For many businesses a CV is their first introduction to a candidate. But Hartley says: “A resume tells a story. And over the years, I’ve learned something about people whose experiences read like a patchwork quilt, that makes me stop and fully consider them before tossing their resumes away.” She adds, “A series of odd jobs may indicate inconsistency, lack of focus, unpredictability. Or it may signal a committed struggle against obstacles. At the very least, the Scrapper deserves an interview.”
Like the dyslexic child that has struggled with words but eventually learns to read, the candidate that has yet to find their calling has had experiences along the way that those that have taken the straight forward path from A-B have not had. This in itself offers businesses the chance to take on someone that can provide a different thought pattern to the mainstream, whose experience of grit, determination and having to pull themselves together after yet another failure or wrong turn in their career path has despite all of its hardship, deflation and lip biting anxiety given that person the ability to carry on, persist until they succeed and as Hartley says, ‘flourish in the darkest of spaces.’
“Take this resume. This guy’s parents give him up for adoption. He never finishes college. He job-hops quite a bit, goes on a sojourn to India for a year, and to top it off, he has dyslexia. Would you hire this guy? His name is Steve Jobs.” And the point that Hartley so illustratively makes is that those that have failed in the past don’t think they are who they are in spite of adversity, they know they are who they are because of adversity.

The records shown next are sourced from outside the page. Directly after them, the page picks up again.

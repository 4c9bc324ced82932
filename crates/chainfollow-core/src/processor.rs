//! Event processor: turns chain-sync events into projection mutations and
//! metadata-fetch jobs.
//!
//! The processor holds no state of its own. Every store and queue call is
//! awaited before the next one is issued, and the transport's continuation is
//! only fired after all of an event's side effects have completed. A failure
//! anywhere drops the continuation, pausing the stream at that event.

use std::sync::Arc;

use async_trait::async_trait;
use tracing::{debug, info, warn};

use crate::asset::{Asset, MintedAsset};
use crate::error::FollowerError;
use crate::queue::{JobOptions, JobQueue, MetadataFetchJob};
use crate::store::ProjectionStore;
use crate::transport::{ChainSyncHandler, RequestNext};
use crate::types::{Block, Point, Tip};

/// What a roll-forward did to the projection.
#[derive(Debug, Clone, Default, PartialEq, Eq)]
pub struct RollForwardOutcome {
    /// Asset ids inserted (and scheduled) by this block, in processing order.
    pub inserted: Vec<String>,
    /// Mint entries whose asset was already present.
    pub skipped: usize,
    /// Mint keys that could not be parsed and were left out.
    pub rejected: Vec<String>,
}

/// Chain-sync handler maintaining the minted-asset projection.
pub struct EventProcessor {
    store: Arc<dyn ProjectionStore>,
    queue: Arc<dyn JobQueue>,
    job_options: JobOptions,
}

impl EventProcessor {
    pub fn new(store: Arc<dyn ProjectionStore>, queue: Arc<dyn JobQueue>) -> Self {
        Self {
            store,
            queue,
            job_options: JobOptions::METADATA_FETCH,
        }
    }

    /// Override the retry policy of published metadata-fetch jobs.
    pub fn with_job_options(mut self, options: JobOptions) -> Self {
        self.job_options = options;
        self
    }

    pub fn job_options(&self) -> JobOptions {
        self.job_options
    }

    /// Drop every asset first seen after `point`. Returns the number of rows deleted.
    ///
    /// Already published jobs are left alone.
    pub async fn rollback(&self, point: &Point, tip: Option<&Tip>) -> Result<u64, FollowerError> {
        let deleted = match point {
            Point::At { slot, .. } => {
                info!(rollback_point = %point, tip = ?tip, "Rolling back");
                self.store.delete_assets_after_slot(*slot).await?
            }
            Point::Origin => {
                info!(tip = ?tip, "Rolling back to genesis");
                self.store.delete_assets_after_slot(0).await?
            }
        };
        info!(deleted, "Deleted assets");
        Ok(deleted)
    }

    /// Record every asset this block mints for the first time and schedule its
    /// metadata fetch.
    pub async fn apply_block(&self, block: &Block) -> Result<RollForwardOutcome, FollowerError> {
        let mut outcome = RollForwardOutcome::default();
        let Some(minting) = block.minting() else {
            debug!(era = %block.era(), slot = block.slot(), "Skipping block without mint data");
            return Ok(outcome);
        };
        let slot = minting.header.slot;

        for tx in &minting.body {
            for key in tx.mint_keys() {
                let minted = match MintedAsset::parse(key) {
                    Ok(minted) => minted,
                    Err(e) => {
                        warn!(error = %e, slot, tx = %tx.id, "Skipping malformed mint key");
                        outcome.rejected.push(key.to_string());
                        continue;
                    }
                };
                let asset_id = minted.asset_id();

                if self.store.has_asset(&asset_id).await? {
                    outcome.skipped += 1;
                    continue;
                }

                let asset = Asset::first_seen(&minted, slot)?;
                self.store.insert_assets(std::slice::from_ref(&asset)).await?;
                self.queue
                    .publish_metadata_fetch(&MetadataFetchJob::new(&asset_id), self.job_options)
                    .await?;

                debug!(
                    asset_id = %asset_id,
                    fingerprint = %asset.fingerprint,
                    slot,
                    tx = %tx.id,
                    "New asset recorded"
                );
                outcome.inserted.push(asset_id);
            }
        }

        if !outcome.inserted.is_empty() {
            info!(slot, new_assets = outcome.inserted.len(), "Processed minting block");
        }
        Ok(outcome)
    }
}

#[async_trait]
impl ChainSyncHandler for EventProcessor {
    async fn roll_backward(
        &self,
        point: Point,
        tip: Option<Tip>,
        next: RequestNext,
    ) -> Result<(), FollowerError> {
        self.rollback(&point, tip.as_ref()).await?;
        next.request();
        Ok(())
    }

    async fn roll_forward(
        &self,
        block: Block,
        _tip: Option<Tip>,
        next: RequestNext,
    ) -> Result<(), FollowerError> {
        self.apply_block(&block).await?;
        next.request();
        Ok(())
    }
}

// ─── Tests ────────────────────────────────────────────────────────────────────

So be brave, choose the underestimated contender, lift up the stone and see what is lurking beneath, take a chance on a past failure because they will have more drive and passion to get it right than the candidate whose CV has always shone and who has never faced trauma, lack of hope or desperation. Experiences of hardship future-proof candidates for facing the obstacles that business will throw at them along the way, it will give them the experience to navigate difficult conversations, tricky deals and allow them to use their creativity to think up those ideas that could propel your business forward in a way that the A-grade candidate may, despite their prowess never be able to offer. Are you ready to take the chance?
By Annie Hayes, HR freelance writer and expert.